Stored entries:
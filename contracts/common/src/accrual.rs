//! Reward-per-token ledger.
//!
//! A fixed reward stream (`reward_rate` units per second between the
//! schedule start and `period_finish`) is distributed pro rata over the
//! active stake without iterating users. The global index
//! `reward_per_token_stored` is scaled by [`PRECISION`] and only ever moves
//! forward through [`checkpoint`].
//!
//! All divisions truncate. The dust left behind by truncation stays in the
//! pool's custody and is never redistributed.

use soroban_sdk::{contracttype, panic_with_error, symbol_short, Address, Env, Symbol, U256};

use crate::{CommonError, TTL_EXTEND_TO, TTL_THRESHOLD};

/// Fixed-point scale of the reward index (1e18).
pub const PRECISION: i128 = 1_000_000_000_000_000_000;

const REWARD_STATE: Symbol = symbol_short!("RWD_ST");
const USER_REWARD: Symbol = symbol_short!("USR_RWD");

// ── State ────────────────────────────────────────────────────────────────────

/// Pool-wide accrual state.
#[contracttype]
#[derive(Clone, Debug, Default, Eq, PartialEq)]
pub struct RewardState {
    /// Reward units emitted per second.
    pub reward_rate: i128,
    /// Accumulated reward per staked unit, scaled by [`PRECISION`].
    pub reward_per_token_stored: i128,
    pub last_update_time: u64,
    pub period_finish: u64,
    pub total_staked: i128,
}

/// Per-user accrual snapshot.
#[contracttype]
#[derive(Clone, Debug, Default, Eq, PartialEq)]
pub struct UserRewardState {
    pub staked: i128,
    /// Value of the global index at the user's last checkpoint.
    pub reward_per_token_paid: i128,
    /// Rewards flushed at checkpoints and not yet paid out.
    pub rewards: i128,
}

fn user_key(user: &Address) -> (Symbol, Address) {
    (USER_REWARD, user.clone())
}

pub fn load(env: &Env) -> RewardState {
    env.storage()
        .instance()
        .get(&REWARD_STATE)
        .unwrap_or_default()
}

fn store(env: &Env, state: &RewardState) {
    env.storage().instance().set(&REWARD_STATE, state);
}

pub fn load_user(env: &Env, user: &Address) -> UserRewardState {
    env.storage()
        .persistent()
        .get(&user_key(user))
        .unwrap_or_default()
}

fn store_user(env: &Env, user: &Address, state: &UserRewardState) {
    let key = user_key(user);
    env.storage().persistent().set(&key, state);
    env.storage()
        .persistent()
        .extend_ttl(&key, TTL_THRESHOLD, TTL_EXTEND_TO);
}

// ── Fixed-point math ─────────────────────────────────────────────────────────

/// `a × b / denominator`, truncated, with a 256-bit intermediate product.
///
/// Aborts the invocation on negative operands, a non-positive divisor, or a
/// quotient that does not fit in `i128`.
pub fn mul_div(env: &Env, a: i128, b: i128, denominator: i128) -> i128 {
    if a < 0 || b < 0 || denominator <= 0 {
        panic_with_error!(env, CommonError::InvalidOperand);
    }
    let product = U256::from_u128(env, a as u128).mul(&U256::from_u128(env, b as u128));
    let quotient = product.div(&U256::from_u128(env, denominator as u128));
    match quotient.to_u128() {
        Some(value) if value <= i128::MAX as u128 => value as i128,
        _ => panic_with_error!(env, CommonError::MathOverflow),
    }
}

fn checked_add(env: &Env, a: i128, b: i128) -> i128 {
    match a.checked_add(b) {
        Some(sum) => sum,
        None => panic_with_error!(env, CommonError::MathOverflow),
    }
}

// ── Reads ────────────────────────────────────────────────────────────────────

/// Rewards stop accruing at `period_finish`.
pub fn last_time_reward_applicable(state: &RewardState, now: u64) -> u64 {
    now.min(state.period_finish)
}

/// Current value of the global index, computed without writing it back.
///
/// Nothing accrues while nobody is staked or before `last_update_time`
/// (which is the schedule start until the first checkpoint after it).
pub fn reward_per_token(env: &Env, state: &RewardState, now: u64) -> i128 {
    let applicable = last_time_reward_applicable(state, now);
    if state.total_staked <= 0 || applicable <= state.last_update_time {
        return state.reward_per_token_stored;
    }
    let elapsed = (applicable - state.last_update_time) as i128;
    let emitted = mul_div(env, state.reward_rate, elapsed, 1);
    let increment = mul_div(env, emitted, PRECISION, state.total_staked);
    checked_add(env, state.reward_per_token_stored, increment)
}

fn earned_at(env: &Env, reward_per_token: i128, user: &UserRewardState) -> i128 {
    let delta = reward_per_token - user.reward_per_token_paid;
    let pending = mul_div(env, user.staked, delta, PRECISION);
    checked_add(env, pending, user.rewards)
}

/// Rewards `user` could claim right now.
pub fn earned(env: &Env, user: &Address) -> i128 {
    let state = load(env);
    let current = reward_per_token(env, &state, env.ledger().timestamp());
    earned_at(env, current, &load_user(env, user))
}

pub fn balance_of(env: &Env, user: &Address) -> i128 {
    load_user(env, user).staked
}

// ── Mutations ────────────────────────────────────────────────────────────────

/// Opens the reward period. Called exactly once, by the schedule gate's
/// owner, before any stake exists.
pub fn start_period(env: &Env, reward_rate: i128, start: u64, period_finish: u64) {
    let mut state = load(env);
    state.reward_rate = reward_rate;
    state.last_update_time = start;
    state.period_finish = period_finish;
    store(env, &state);
}

/// Moves the global index up to `min(now, period_finish)` and, when a
/// subject is given, flushes that user's pending rewards into their
/// snapshot.
///
/// Every mutating pool operation calls this before touching balances.
pub fn checkpoint(env: &Env, user: Option<&Address>) -> RewardState {
    let now = env.ledger().timestamp();
    let mut state = load(env);

    state.reward_per_token_stored = reward_per_token(env, &state, now);
    let applicable = last_time_reward_applicable(&state, now);
    if applicable > state.last_update_time {
        state.last_update_time = applicable;
    }
    store(env, &state);

    if let Some(user) = user {
        let mut snapshot = load_user(env, user);
        snapshot.rewards = earned_at(env, state.reward_per_token_stored, &snapshot);
        snapshot.reward_per_token_paid = state.reward_per_token_stored;
        store_user(env, user, &snapshot);
    }

    state
}

/// Credits `amount` of stake to `user`. Returns the new pool total.
///
/// The caller must have checkpointed `user` first.
pub fn increase_stake(env: &Env, user: &Address, amount: i128) -> i128 {
    let mut snapshot = load_user(env, user);
    snapshot.staked = checked_add(env, snapshot.staked, amount);
    store_user(env, user, &snapshot);

    let mut state = load(env);
    state.total_staked = checked_add(env, state.total_staked, amount);
    store(env, &state);
    state.total_staked
}

/// Debits `amount` of stake from `user`. Returns the new pool total, or
/// `None` (with nothing written) when the user's stake is short.
///
/// The caller must have checkpointed `user` first.
pub fn decrease_stake(env: &Env, user: &Address, amount: i128) -> Option<i128> {
    let mut snapshot = load_user(env, user);
    if amount < 0 || snapshot.staked < amount {
        return None;
    }
    snapshot.staked -= amount;
    store_user(env, user, &snapshot);

    let mut state = load(env);
    state.total_staked -= amount;
    store(env, &state);
    Some(state.total_staked)
}

/// Zeroes and returns the user's flushed rewards.
///
/// The caller must have checkpointed `user` first.
pub fn take_rewards(env: &Env, user: &Address) -> i128 {
    let mut snapshot = load_user(env, user);
    let amount = snapshot.rewards;
    if amount != 0 {
        snapshot.rewards = 0;
        store_user(env, user, &snapshot);
    }
    amount
}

▶ **Task goal**
The records above should be printed in full, exactly as they appear.

▶ **Exercise result**
filename contracts/common/src/accrual.rs
//! Reward-per-token ledger.
//!
//! A fixed reward stream (`reward_rate` units per second between the
//! schedule start and `period_finish`) is distributed pro rata over the
//! active stake without iterating users. The global index
//! `reward_per_token_stored` is scaled by [`PRECISION`] and only ever moves
//! forward through [`checkpoint`].
//!
//! All divisions truncate. The dust left behind by truncation stays in the
//! pool's custody and is never redistributed.

use soroban_sdk::{contracttype, panic_with_error, symbol_short, Address, Env, Symbol, U256};

use crate::{CommonError, TTL_EXTEND_TO, TTL_THRESHOLD};

/// Fixed-point scale of the reward index (1e18).
pub const PRECISION: i128 = 1_000_000_000_000_000_000;

const REWARD_STATE: Symbol = symbol_short!("RWD_ST");
const USER_REWARD: Symbol = symbol_short!("USR_RWD");

// ── State ────────────────────────────────────────────────────────────────────

/// Pool-wide accrual state.
#[contracttype]
#[derive(Clone, Debug, Default, Eq, PartialEq)]
pub struct RewardState {
    /// Reward units emitted per second.
    pub reward_rate: i128,
    /// Accumulated reward per staked unit, scaled by [`PRECISION`].
    pub reward_per_token_stored: i128,
    pub last_update_time: u64,
    pub period_finish: u64,
    pub total_staked: i128,
}

/// Per-user accrual snapshot.
#[contracttype]
#[derive(Clone, Debug, Default, Eq, PartialEq)]
pub struct UserRewardState {
    pub staked: i128,
    /// Value of the global index at the user's last checkpoint.
    pub reward_per_token_paid: i128,
    /// Rewards flushed at checkpoints and not yet paid out.
    pub rewards: i128,
}

fn user_key(user: &Address) -> (Symbol, Address) {
    (USER_REWARD, user.clone())
}

pub fn load(env: &Env) -> RewardState {
    env.storage()
        .instance()
        .get(&REWARD_STATE)
        .unwrap_or_default()
}

fn store(env: &Env, state: &RewardState) {
    env.storage().instance().set(&REWARD_STATE, state);
}

pub fn load_user(env: &Env, user: &Address) -> UserRewardState {
    env.storage()
        .persistent()
        .get(&user_key(user))
        .unwrap_or_default()
}

fn store_user(env: &Env, user: &Address, state: &UserRewardState) {
    let key = user_key(user);
    env.storage().persistent().set(&key, state);
    env.storage()
        .persistent()
        .extend_ttl(&key, TTL_THRESHOLD, TTL_EXTEND_TO);
}

// ── Fixed-point math ─────────────────────────────────────────────────────────

/// `a × b / denominator`, truncated, with a 256-bit intermediate product.
///
/// Aborts the invocation on negative operands, a non-positive divisor, or a
/// quotient that does not fit in `i128`.
pub fn mul_div(env: &Env, a: i128, b: i128, denominator: i128) -> i128 {
    if a < 0 || b < 0 || denominator <= 0 {
        panic_with_error!(env, CommonError::InvalidOperand);
    }
    let product = U256::from_u128(env, a as u128).mul(&U256::from_u128(env, b as u128));
    let quotient = product.div(&U256::from_u128(env, denominator as u128));
    match quotient.to_u128() {
        Some(value) if value <= i128::MAX as u128 => value as i128,
        _ => panic_with_error!(env, CommonError::MathOverflow),
    }
}

fn checked_add(env: &Env, a: i128, b: i128) -> i128 {
    match a.checked_add(b) {
        Some(sum) => sum,
        None => panic_with_error!(env, CommonError::MathOverflow),
    }
}

// ── Reads ────────────────────────────────────────────────────────────────────

/// Rewards stop accruing at `period_finish`.
pub fn last_time_reward_applicable(state: &RewardState, now: u64) -> u64 {
    now.min(state.period_finish)
}

/// Current value of the global index, computed without writing it back.
///
/// Nothing accrues while nobody is staked or before `last_update_time`
/// (which is the schedule start until the first checkpoint after it).
pub fn reward_per_token(env: &Env, state: &RewardState, now: u64) -> i128 {
    let applicable = last_time_reward_applicable(state, now);
    if state.total_staked <= 0 || applicable <= state.last_update_time {
        return state.reward_per_token_stored;
    }
    let elapsed = (applicable - state.last_update_time) as i128;
    let emitted = mul_div(env, state.reward_rate, elapsed, 1);
    let increment = mul_div(env, emitted, PRECISION, state.total_staked);
    checked_add(env, state.reward_per_token_stored, increment)
}

fn earned_at(env: &Env, reward_per_token: i128, user: &UserRewardState) -> i128 {
    let delta = reward_per_token - user.reward_per_token_paid;
    let pending = mul_div(env, user.staked, delta, PRECISION);
    checked_add(env, pending, user.rewards)
}

/// Rewards `user` could claim right now.
pub fn earned(env: &Env, user: &Address) -> i128 {
    let state = load(env);
    let current = reward_per_token(env, &state, env.ledger().timestamp());
    earned_at(env, current, &load_user(env, user))
}

pub fn balance_of(env: &Env, user: &Address) -> i128 {
    load_user(env, user).staked
}

// ── Mutations ────────────────────────────────────────────────────────────────

/// Opens the reward period. Called exactly once, by the schedule gate's
/// owner, before any stake exists.
pub fn start_period(env: &Env, reward_rate: i128, start: u64, period_finish: u64) {
    let mut state = load(env);
    state.reward_rate = reward_rate;
    state.last_update_time = start;
    state.period_finish = period_finish;
    store(env, &state);
}

/// Moves the global index up to `min(now, period_finish)` and, when a
/// subject is given, flushes that user's pending rewards into their
/// snapshot.
///
/// Every mutating pool operation calls this before touching balances.
pub fn checkpoint(env: &Env, user: Option<&Address>) -> RewardState {
    let now = env.ledger().timestamp();
    let mut state = load(env);

    state.reward_per_token_stored = reward_per_token(env, &state, now);
    let applicable = last_time_reward_applicable(&state, now);
    if applicable > state.last_update_time {
        state.last_update_time = applicable;
    }
    store(env, &state);

    if let Some(user) = user {
        let mut snapshot = load_user(env, user);
        snapshot.rewards = earned_at(env, state.reward_per_token_stored, &snapshot);
        snapshot.reward_per_token_paid = state.reward_per_token_stored;
        store_user(env, user, &snapshot);
    }

    state
}

/// Credits `amount` of stake to `user`. Returns the new pool total.
///
/// The caller must have checkpointed `user` first.
pub fn increase_stake(env: &Env, user: &Address, amount: i128) -> i128 {
    let mut snapshot = load_user(env, user);
    snapshot.staked = checked_add(env, snapshot.staked, amount);
    store_user(env, user, &snapshot);

    let mut state = load(env);
    state.total_staked = checked_add(env, state.total_staked, amount);
    store(env, &state);
    state.total_staked
}

/// Debits `amount` of stake from `user`. Returns the new pool total, or
/// `None` (with nothing written) when the user's stake is short.
///
/// The caller must have checkpointed `user` first.
pub fn decrease_stake(env: &Env, user: &Address, amount: i128) -> Option<i128> {
    let mut snapshot = load_user(env, user);
    if amount < 0 || snapshot.staked < amount {
        return None;
    }
    snapshot.staked -= amount;
    store_user(env, user, &snapshot);

    let mut state = load(env);
    state.total_staked -= amount;
    store(env, &state);
    Some(state.total_staked)
}

/// Zeroes and returns the user's flushed rewards.
///
/// The caller must have checkpointed `user` first.
pub fn take_rewards(env: &Env, user: &Address) -> i128 {
    let mut snapshot = load_user(env, user);
    let amount = snapshot.rewards;
    if amount != 0 {
        snapshot.rewards = 0;
        store_user(env, user, &snapshot);
    }
    amount
}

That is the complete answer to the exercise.